* _YOUR OBJECTIVE_
From the entries below, transcribe exactly the lines between the line holding "filename crates/sudb-mock-engine/src/builder.rs" and the line holding "self.state.stopped = stopped;", inclusive; skip all other lines.

┄┄┄┄┄┄

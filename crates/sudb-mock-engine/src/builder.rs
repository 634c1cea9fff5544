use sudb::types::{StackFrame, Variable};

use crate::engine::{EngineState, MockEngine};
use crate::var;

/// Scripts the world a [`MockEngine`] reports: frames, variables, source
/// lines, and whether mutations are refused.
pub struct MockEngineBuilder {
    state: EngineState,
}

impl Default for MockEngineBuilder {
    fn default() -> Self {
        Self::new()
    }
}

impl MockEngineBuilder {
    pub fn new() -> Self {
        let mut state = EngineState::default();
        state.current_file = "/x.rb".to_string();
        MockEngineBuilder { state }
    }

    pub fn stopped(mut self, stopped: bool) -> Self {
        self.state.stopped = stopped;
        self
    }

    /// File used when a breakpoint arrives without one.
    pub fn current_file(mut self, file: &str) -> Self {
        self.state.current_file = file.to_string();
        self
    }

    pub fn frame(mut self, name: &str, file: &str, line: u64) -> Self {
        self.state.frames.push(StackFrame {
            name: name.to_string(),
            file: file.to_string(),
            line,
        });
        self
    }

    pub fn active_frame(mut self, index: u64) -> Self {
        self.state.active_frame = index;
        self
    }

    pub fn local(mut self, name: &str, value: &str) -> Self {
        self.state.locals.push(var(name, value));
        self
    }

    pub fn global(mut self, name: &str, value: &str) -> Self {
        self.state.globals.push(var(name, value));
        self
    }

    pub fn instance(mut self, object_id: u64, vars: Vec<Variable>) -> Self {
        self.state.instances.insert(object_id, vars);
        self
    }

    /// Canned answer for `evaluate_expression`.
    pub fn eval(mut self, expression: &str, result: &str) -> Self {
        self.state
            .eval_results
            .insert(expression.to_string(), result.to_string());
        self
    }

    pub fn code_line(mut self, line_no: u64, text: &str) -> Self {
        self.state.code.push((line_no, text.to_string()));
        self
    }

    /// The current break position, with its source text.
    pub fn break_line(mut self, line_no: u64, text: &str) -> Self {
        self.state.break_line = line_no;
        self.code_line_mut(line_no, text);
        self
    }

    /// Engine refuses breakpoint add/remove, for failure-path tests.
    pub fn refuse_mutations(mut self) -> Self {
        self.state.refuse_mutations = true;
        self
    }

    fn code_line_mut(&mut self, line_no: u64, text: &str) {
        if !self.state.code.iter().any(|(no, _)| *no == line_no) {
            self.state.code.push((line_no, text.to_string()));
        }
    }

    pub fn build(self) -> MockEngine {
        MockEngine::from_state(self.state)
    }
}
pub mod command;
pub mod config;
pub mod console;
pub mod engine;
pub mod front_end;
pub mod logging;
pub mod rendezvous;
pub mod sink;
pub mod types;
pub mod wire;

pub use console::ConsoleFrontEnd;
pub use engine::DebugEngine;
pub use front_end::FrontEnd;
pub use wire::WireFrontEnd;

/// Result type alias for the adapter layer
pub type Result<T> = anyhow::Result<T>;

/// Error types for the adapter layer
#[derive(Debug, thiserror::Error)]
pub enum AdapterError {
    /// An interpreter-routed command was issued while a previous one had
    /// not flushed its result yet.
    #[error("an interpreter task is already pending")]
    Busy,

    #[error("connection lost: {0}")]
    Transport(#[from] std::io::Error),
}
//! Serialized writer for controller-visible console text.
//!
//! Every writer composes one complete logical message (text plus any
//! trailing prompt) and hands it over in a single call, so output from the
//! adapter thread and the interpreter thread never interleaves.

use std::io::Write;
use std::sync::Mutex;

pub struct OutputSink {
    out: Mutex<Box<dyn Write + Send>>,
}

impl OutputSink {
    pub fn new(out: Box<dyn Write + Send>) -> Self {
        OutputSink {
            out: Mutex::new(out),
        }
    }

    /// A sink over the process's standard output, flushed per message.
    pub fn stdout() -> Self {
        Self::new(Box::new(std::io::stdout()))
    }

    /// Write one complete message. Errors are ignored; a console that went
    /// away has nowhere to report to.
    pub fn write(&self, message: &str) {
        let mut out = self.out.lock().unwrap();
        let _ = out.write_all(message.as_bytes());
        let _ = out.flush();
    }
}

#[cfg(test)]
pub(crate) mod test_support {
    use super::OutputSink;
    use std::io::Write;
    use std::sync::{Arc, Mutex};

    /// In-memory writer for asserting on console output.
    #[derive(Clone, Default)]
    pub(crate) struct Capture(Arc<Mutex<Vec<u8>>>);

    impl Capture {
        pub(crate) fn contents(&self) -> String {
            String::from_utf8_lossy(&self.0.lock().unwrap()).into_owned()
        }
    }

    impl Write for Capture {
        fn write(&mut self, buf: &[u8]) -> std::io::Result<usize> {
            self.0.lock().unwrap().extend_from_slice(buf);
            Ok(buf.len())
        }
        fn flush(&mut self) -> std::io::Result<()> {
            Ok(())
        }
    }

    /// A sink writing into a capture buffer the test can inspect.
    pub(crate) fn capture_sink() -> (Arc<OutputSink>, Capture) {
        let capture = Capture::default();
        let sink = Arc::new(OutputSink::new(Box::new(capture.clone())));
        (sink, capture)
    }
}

┄┄┄┄┄┄

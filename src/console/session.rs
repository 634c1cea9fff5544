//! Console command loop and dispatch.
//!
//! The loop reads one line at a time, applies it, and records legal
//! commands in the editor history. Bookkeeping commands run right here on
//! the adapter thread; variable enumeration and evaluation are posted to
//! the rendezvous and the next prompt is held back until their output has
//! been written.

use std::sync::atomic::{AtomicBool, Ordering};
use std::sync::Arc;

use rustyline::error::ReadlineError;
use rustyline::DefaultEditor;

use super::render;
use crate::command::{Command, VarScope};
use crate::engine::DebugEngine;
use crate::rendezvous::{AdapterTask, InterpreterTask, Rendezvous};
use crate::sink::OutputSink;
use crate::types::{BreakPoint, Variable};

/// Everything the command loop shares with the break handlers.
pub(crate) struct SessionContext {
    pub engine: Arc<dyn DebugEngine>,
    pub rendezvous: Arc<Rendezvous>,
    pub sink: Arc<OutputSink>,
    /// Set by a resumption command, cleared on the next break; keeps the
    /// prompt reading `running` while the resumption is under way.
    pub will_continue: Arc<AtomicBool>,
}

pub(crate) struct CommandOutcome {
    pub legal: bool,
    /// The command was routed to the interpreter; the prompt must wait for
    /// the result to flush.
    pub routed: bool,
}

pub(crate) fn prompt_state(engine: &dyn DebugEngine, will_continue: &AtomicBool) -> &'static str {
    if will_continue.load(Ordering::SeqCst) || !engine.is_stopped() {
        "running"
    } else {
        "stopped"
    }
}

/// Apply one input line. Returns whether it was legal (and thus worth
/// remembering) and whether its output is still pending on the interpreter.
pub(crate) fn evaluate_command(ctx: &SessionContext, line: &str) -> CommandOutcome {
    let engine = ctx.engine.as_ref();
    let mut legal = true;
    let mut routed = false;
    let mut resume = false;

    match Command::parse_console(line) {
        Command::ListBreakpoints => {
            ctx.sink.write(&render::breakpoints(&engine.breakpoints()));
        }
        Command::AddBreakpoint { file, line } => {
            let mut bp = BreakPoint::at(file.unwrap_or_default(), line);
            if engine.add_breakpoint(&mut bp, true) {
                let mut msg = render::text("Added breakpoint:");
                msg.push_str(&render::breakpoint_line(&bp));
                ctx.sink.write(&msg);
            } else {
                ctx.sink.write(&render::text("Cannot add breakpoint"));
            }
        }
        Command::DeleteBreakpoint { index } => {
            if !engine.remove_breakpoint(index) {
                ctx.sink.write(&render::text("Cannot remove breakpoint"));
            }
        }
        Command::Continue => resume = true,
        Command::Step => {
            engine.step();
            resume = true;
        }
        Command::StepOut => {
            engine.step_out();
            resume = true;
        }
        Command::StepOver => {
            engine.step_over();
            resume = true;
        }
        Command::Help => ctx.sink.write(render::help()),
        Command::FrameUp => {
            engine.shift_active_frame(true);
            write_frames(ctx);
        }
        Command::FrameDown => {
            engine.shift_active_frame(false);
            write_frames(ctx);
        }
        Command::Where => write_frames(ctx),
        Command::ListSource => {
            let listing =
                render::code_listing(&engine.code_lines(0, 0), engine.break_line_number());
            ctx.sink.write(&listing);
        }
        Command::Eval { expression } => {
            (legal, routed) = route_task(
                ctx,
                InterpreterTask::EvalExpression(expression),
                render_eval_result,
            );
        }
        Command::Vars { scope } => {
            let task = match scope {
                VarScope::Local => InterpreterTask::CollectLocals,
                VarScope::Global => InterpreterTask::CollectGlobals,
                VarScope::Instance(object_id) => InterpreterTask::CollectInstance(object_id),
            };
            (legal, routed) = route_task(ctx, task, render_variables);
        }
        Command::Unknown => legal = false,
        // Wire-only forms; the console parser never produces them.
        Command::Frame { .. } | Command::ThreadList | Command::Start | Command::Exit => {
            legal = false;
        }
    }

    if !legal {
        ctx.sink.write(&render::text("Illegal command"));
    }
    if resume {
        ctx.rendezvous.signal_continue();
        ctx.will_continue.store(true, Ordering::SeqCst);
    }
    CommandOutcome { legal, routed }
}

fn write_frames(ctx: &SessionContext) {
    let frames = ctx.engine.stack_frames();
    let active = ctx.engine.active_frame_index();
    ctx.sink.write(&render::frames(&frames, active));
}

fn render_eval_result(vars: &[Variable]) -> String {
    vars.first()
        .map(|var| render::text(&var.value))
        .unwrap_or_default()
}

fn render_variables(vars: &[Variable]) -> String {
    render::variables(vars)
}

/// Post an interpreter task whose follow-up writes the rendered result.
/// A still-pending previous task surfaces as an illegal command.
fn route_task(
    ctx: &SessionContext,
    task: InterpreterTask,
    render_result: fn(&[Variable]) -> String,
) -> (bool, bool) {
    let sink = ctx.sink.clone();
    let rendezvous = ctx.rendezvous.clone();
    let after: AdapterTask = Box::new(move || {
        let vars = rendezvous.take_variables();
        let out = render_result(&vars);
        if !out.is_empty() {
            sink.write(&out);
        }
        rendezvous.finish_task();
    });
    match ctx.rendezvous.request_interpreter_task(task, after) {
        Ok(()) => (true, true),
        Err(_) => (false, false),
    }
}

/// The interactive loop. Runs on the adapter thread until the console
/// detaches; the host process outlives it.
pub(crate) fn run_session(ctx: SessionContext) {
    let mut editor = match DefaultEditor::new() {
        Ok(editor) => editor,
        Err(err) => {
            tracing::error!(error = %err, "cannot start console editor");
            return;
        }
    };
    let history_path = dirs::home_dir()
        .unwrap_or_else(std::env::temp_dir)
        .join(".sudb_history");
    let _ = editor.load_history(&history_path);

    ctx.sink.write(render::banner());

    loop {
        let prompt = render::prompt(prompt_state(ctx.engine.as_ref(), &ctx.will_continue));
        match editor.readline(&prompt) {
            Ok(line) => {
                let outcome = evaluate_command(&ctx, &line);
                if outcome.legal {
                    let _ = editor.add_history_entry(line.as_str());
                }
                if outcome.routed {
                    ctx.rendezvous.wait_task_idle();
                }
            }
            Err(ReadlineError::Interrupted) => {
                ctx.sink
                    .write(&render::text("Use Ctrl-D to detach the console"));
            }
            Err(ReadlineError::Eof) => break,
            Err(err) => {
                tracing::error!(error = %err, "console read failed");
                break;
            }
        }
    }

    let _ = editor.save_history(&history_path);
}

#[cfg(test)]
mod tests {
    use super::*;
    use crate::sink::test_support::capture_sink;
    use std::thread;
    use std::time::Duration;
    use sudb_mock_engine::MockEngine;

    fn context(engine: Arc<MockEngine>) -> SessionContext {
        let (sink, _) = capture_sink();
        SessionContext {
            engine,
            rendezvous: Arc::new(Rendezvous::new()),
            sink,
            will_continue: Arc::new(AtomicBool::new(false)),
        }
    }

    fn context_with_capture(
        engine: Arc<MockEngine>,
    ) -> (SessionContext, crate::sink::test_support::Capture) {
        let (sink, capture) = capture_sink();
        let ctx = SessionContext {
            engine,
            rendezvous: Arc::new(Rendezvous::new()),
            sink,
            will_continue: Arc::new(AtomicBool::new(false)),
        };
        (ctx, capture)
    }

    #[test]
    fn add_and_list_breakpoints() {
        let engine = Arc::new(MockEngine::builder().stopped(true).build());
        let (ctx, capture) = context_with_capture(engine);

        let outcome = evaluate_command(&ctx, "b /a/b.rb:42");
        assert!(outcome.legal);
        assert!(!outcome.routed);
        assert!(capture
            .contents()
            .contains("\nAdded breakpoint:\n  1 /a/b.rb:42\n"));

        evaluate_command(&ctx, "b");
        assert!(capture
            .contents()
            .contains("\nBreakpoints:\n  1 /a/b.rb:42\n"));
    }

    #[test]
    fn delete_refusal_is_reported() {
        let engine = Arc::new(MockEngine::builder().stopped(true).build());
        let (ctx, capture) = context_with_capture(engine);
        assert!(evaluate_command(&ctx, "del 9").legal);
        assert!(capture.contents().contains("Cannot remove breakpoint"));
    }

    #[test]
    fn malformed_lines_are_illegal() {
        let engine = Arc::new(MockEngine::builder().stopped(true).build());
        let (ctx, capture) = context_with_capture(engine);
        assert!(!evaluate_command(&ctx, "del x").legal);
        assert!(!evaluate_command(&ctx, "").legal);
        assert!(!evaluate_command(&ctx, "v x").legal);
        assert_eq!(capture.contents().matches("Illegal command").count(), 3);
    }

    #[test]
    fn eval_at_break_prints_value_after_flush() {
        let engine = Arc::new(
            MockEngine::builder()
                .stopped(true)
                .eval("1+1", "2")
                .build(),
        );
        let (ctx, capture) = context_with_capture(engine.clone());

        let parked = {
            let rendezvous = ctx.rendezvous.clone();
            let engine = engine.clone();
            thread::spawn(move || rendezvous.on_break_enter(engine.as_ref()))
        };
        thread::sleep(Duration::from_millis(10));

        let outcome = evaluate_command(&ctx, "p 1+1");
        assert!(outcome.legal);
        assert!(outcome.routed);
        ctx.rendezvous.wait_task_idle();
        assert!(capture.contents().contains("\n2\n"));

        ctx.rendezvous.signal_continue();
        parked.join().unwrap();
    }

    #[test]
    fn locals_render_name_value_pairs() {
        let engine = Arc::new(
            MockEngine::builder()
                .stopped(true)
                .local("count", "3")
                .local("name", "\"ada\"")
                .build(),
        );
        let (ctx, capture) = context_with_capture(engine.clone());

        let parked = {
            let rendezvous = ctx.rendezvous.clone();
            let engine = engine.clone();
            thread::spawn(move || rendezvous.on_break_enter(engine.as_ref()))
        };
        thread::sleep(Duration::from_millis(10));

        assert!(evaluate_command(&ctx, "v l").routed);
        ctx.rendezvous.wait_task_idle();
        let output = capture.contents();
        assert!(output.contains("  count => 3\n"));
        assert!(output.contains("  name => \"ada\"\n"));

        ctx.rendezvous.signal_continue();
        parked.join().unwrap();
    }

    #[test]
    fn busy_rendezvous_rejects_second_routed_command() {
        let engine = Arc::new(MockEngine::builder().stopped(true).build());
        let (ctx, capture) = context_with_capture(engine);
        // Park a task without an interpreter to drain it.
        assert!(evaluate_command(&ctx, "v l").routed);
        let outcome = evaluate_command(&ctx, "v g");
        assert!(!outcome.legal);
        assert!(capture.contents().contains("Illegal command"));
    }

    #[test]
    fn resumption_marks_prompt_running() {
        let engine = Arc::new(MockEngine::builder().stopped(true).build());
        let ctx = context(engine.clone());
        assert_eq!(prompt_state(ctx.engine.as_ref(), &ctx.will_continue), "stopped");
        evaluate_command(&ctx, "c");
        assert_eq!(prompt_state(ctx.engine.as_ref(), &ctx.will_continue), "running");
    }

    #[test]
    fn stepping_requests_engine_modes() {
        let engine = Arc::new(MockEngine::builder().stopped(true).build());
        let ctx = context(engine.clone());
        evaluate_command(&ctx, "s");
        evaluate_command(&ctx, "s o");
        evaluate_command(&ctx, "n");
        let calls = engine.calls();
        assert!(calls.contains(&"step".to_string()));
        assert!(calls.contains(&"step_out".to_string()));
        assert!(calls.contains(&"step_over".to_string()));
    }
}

┄┄┄┄┄┄

* _RESULT FOR THIS EXERCISE_
filename crates/sudb-mock-engine/src/builder.rs
repository 634c1cea9fff5544
use sudb::types::{StackFrame, Variable};

use crate::engine::{EngineState, MockEngine};
use crate::var;

/// Scripts the world a [`MockEngine`] reports: frames, variables, source
/// lines, and whether mutations are refused.
pub struct MockEngineBuilder {
    state: EngineState,
}

impl Default for MockEngineBuilder {
    fn default() -> Self {
        Self::new()
    }
}

impl MockEngineBuilder {
    pub fn new() -> Self {
        let mut state = EngineState::default();
        state.current_file = "/x.rb".to_string();
        MockEngineBuilder { state }
    }

    pub fn stopped(mut self, stopped: bool) -> Self {
        self.state.stopped = stopped;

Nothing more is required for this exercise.